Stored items
========

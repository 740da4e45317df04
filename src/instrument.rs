//! Build-time JSX instrumentation.
//!
//! Appends `data-tool-file` / `data-tool-line` / `data-tool-column`
//! provenance attributes to every JSX opening tag via span edits. Splices
//! never add or remove lines, so output line numbers equal input line
//! numbers and the transform needs no source map.

use lazy_static::lazy_static;
#[cfg(feature = "napi")]
use napi_derive::napi;
use oxc_allocator::Allocator;
use oxc_parser::Parser;
use regex::Regex;
use serde::{Deserialize, Serialize};

use crate::locate::{collect_opening_elements, source_type_for_path, LineIndex};
use crate::patch::{apply_edits, attribute_insertion_offset, quote_attribute_value, SourceEdit};

lazy_static! {
    /// Module ids eligible for instrumentation.
    static ref JSX_LIKE_FILE_RE: Regex = Regex::new(r"\.(js|jsx|ts|tsx)$").unwrap();
}

/// Names of the provenance attributes. Explicitly constructed by the
/// composition root; reconfiguring means building a new value.
#[derive(Debug, Clone)]
pub struct InstrumentOptions {
    pub file_attribute: String,
    pub line_attribute: String,
    pub column_attribute: String,
}

impl Default for InstrumentOptions {
    fn default() -> Self {
        Self {
            file_attribute: "data-tool-file".to_string(),
            line_attribute: "data-tool-line".to_string(),
            column_attribute: "data-tool-column".to_string(),
        }
    }
}

#[derive(Debug, Clone, Serialize, Deserialize)]
#[serde(rename_all = "camelCase")]
pub struct InstrumentedSource {
    pub code: String,
    /// Opening tags that received at least one provenance attribute.
    pub element_count: usize,
}

/// Strip the bundler query suffix from a module id
/// (`src/Foo.tsx?v=123` → `src/Foo.tsx`).
pub fn clean_bundler_id(id: &str) -> &str {
    match id.find('?') {
        Some(split) => &id[..split],
        None => id,
    }
}

fn is_instrumentable_id(clean_id: &str) -> bool {
    JSX_LIKE_FILE_RE.is_match(clean_id) && !clean_id.contains("/node_modules/")
}

/// Project-root-relative posix path with a leading `/`, or the full posix id
/// when the file sits outside the root.
fn posix_file_ref(clean_id: &str, project_root: &str) -> String {
    let normalized_id = clean_id.replace('\\', "/");
    let normalized_root = project_root.replace('\\', "/");
    let trimmed_root = normalized_root.trim_end_matches('/');
    if !trimmed_root.is_empty() {
        if let Some(relative) = normalized_id.strip_prefix(trimmed_root) {
            return format!("/{}", relative.trim_start_matches('/'));
        }
    }
    normalized_id
}

/// Instrument one module. Returns `None` when the id is not an
/// instrumentable source, when the source fails to parse (the bundler
/// surfaces its own error — instrumentation must never break the build), or
/// when there is nothing left to add.
pub fn instrument_source(
    code: &str,
    id: &str,
    project_root: &str,
    options: &InstrumentOptions,
) -> Option<InstrumentedSource> {
    let clean_id = clean_bundler_id(id);
    if !is_instrumentable_id(clean_id) {
        return None;
    }

    let allocator = Allocator::default();
    let ret = Parser::new(&allocator, code, source_type_for_path(clean_id)).parse();
    if !ret.errors.is_empty() {
        return None;
    }

    let index = LineIndex::new(code);
    let file_ref = posix_file_ref(clean_id, project_root);

    let mut edits: Vec<SourceEdit> = Vec::new();
    let mut element_count = 0usize;

    for element in collect_opening_elements(&ret.program) {
        let (line, column) = index.line_col(element.span.start);
        let already_has = |name: &str| {
            element
                .attributes
                .iter()
                .any(|attribute| attribute.name == name)
        };

        let mut text = String::new();
        if !already_has(&options.file_attribute) {
            text.push_str(&format!(
                " {}={}",
                options.file_attribute,
                quote_attribute_value(&file_ref)
            ));
        }
        if !already_has(&options.line_attribute) {
            text.push_str(&format!(" {}=\"{}\"", options.line_attribute, line));
        }
        if !already_has(&options.column_attribute) {
            text.push_str(&format!(" {}=\"{}\"", options.column_attribute, column));
        }
        if text.is_empty() {
            continue;
        }

        let offset = attribute_insertion_offset(&element, code);
        edits.push(SourceEdit {
            start: offset,
            end: offset,
            text,
        });
        element_count += 1;
    }

    if edits.is_empty() {
        return None;
    }

    Some(InstrumentedSource {
        code: apply_edits(code, edits),
        element_count,
    })
}

// ═══════════════════════════════════════════════════════════════════════════════
// NAPI EXPORTS
// ═══════════════════════════════════════════════════════════════════════════════

#[cfg(feature = "napi")]
#[napi]
pub fn instrument_source_native(code: String, id: String, project_root: String) -> Option<String> {
    instrument_source(&code, &id, &project_root, &InstrumentOptions::default())
        .map(|output| output.code)
}

// ═══════════════════════════════════════════════════════════════════════════════
// TESTS
// ═══════════════════════════════════════════════════════════════════════════════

========

- **GOAL OF THE EXERCISE**: From the data above, output every line exactly.

- **YOUR RESPONSE**:
repository 740da4e45317df04
filename src/instrument.rs
//! Build-time JSX instrumentation.
//!
//! Appends `data-tool-file` / `data-tool-line` / `data-tool-column`
//! provenance attributes to every JSX opening tag via span edits. Splices
//! never add or remove lines, so output line numbers equal input line
//! numbers and the transform needs no source map.

use lazy_static::lazy_static;
#[cfg(feature = "napi")]
use napi_derive::napi;
use oxc_allocator::Allocator;
use oxc_parser::Parser;
use regex::Regex;
use serde::{Deserialize, Serialize};

use crate::locate::{collect_opening_elements, source_type_for_path, LineIndex};
use crate::patch::{apply_edits, attribute_insertion_offset, quote_attribute_value, SourceEdit};

lazy_static! {
    /// Module ids eligible for instrumentation.
    static ref JSX_LIKE_FILE_RE: Regex = Regex::new(r"\.(js|jsx|ts|tsx)$").unwrap();
}

/// Names of the provenance attributes. Explicitly constructed by the
/// composition root; reconfiguring means building a new value.
#[derive(Debug, Clone)]
pub struct InstrumentOptions {
    pub file_attribute: String,
    pub line_attribute: String,
    pub column_attribute: String,
}

impl Default for InstrumentOptions {
    fn default() -> Self {
        Self {
            file_attribute: "data-tool-file".to_string(),
            line_attribute: "data-tool-line".to_string(),
            column_attribute: "data-tool-column".to_string(),
        }
    }
}

#[derive(Debug, Clone, Serialize, Deserialize)]
#[serde(rename_all = "camelCase")]
pub struct InstrumentedSource {
    pub code: String,
    /// Opening tags that received at least one provenance attribute.
    pub element_count: usize,
}

/// Strip the bundler query suffix from a module id
/// (`src/Foo.tsx?v=123` → `src/Foo.tsx`).
pub fn clean_bundler_id(id: &str) -> &str {
    match id.find('?') {
        Some(split) => &id[..split],
        None => id,
    }
}

fn is_instrumentable_id(clean_id: &str) -> bool {
    JSX_LIKE_FILE_RE.is_match(clean_id) && !clean_id.contains("/node_modules/")
}

/// Project-root-relative posix path with a leading `/`, or the full posix id
/// when the file sits outside the root.
fn posix_file_ref(clean_id: &str, project_root: &str) -> String {
    let normalized_id = clean_id.replace('\\', "/");
    let normalized_root = project_root.replace('\\', "/");
    let trimmed_root = normalized_root.trim_end_matches('/');
    if !trimmed_root.is_empty() {
        if let Some(relative) = normalized_id.strip_prefix(trimmed_root) {
            return format!("/{}", relative.trim_start_matches('/'));
        }
    }
    normalized_id
}

/// Instrument one module. Returns `None` when the id is not an
/// instrumentable source, when the source fails to parse (the bundler
/// surfaces its own error — instrumentation must never break the build), or
/// when there is nothing left to add.
pub fn instrument_source(
    code: &str,
    id: &str,
    project_root: &str,
    options: &InstrumentOptions,
) -> Option<InstrumentedSource> {
    let clean_id = clean_bundler_id(id);
    if !is_instrumentable_id(clean_id) {
        return None;
    }

    let allocator = Allocator::default();
    let ret = Parser::new(&allocator, code, source_type_for_path(clean_id)).parse();
    if !ret.errors.is_empty() {
        return None;
    }

    let index = LineIndex::new(code);
    let file_ref = posix_file_ref(clean_id, project_root);

    let mut edits: Vec<SourceEdit> = Vec::new();
    let mut element_count = 0usize;

    for element in collect_opening_elements(&ret.program) {
        let (line, column) = index.line_col(element.span.start);
        let already_has = |name: &str| {
            element
                .attributes
                .iter()
                .any(|attribute| attribute.name == name)
        };

        let mut text = String::new();
        if !already_has(&options.file_attribute) {
            text.push_str(&format!(
                " {}={}",
                options.file_attribute,
                quote_attribute_value(&file_ref)
            ));
        }
        if !already_has(&options.line_attribute) {
            text.push_str(&format!(" {}=\"{}\"", options.line_attribute, line));
        }
        if !already_has(&options.column_attribute) {
            text.push_str(&format!(" {}=\"{}\"", options.column_attribute, column));
        }
        if text.is_empty() {
            continue;
        }

        let offset = attribute_insertion_offset(&element, code);
        edits.push(SourceEdit {
            start: offset,
            end: offset,
            text,
        });
        element_count += 1;
    }

    if edits.is_empty() {
        return None;
    }

    Some(InstrumentedSource {
        code: apply_edits(code, edits),
        element_count,
    })
}

// ═══════════════════════════════════════════════════════════════════════════════
// NAPI EXPORTS
// ═══════════════════════════════════════════════════════════════════════════════

#[cfg(feature = "napi")]
#[napi]
pub fn instrument_source_native(code: String, id: String, project_root: String) -> Option<String> {
    instrument_source(&code, &id, &project_root, &InstrumentOptions::default())
        .map(|output| output.code)
}

// ═══════════════════════════════════════════════════════════════════════════════
// TESTS
// ═══════════════════════════════════════════════════════════════════════════════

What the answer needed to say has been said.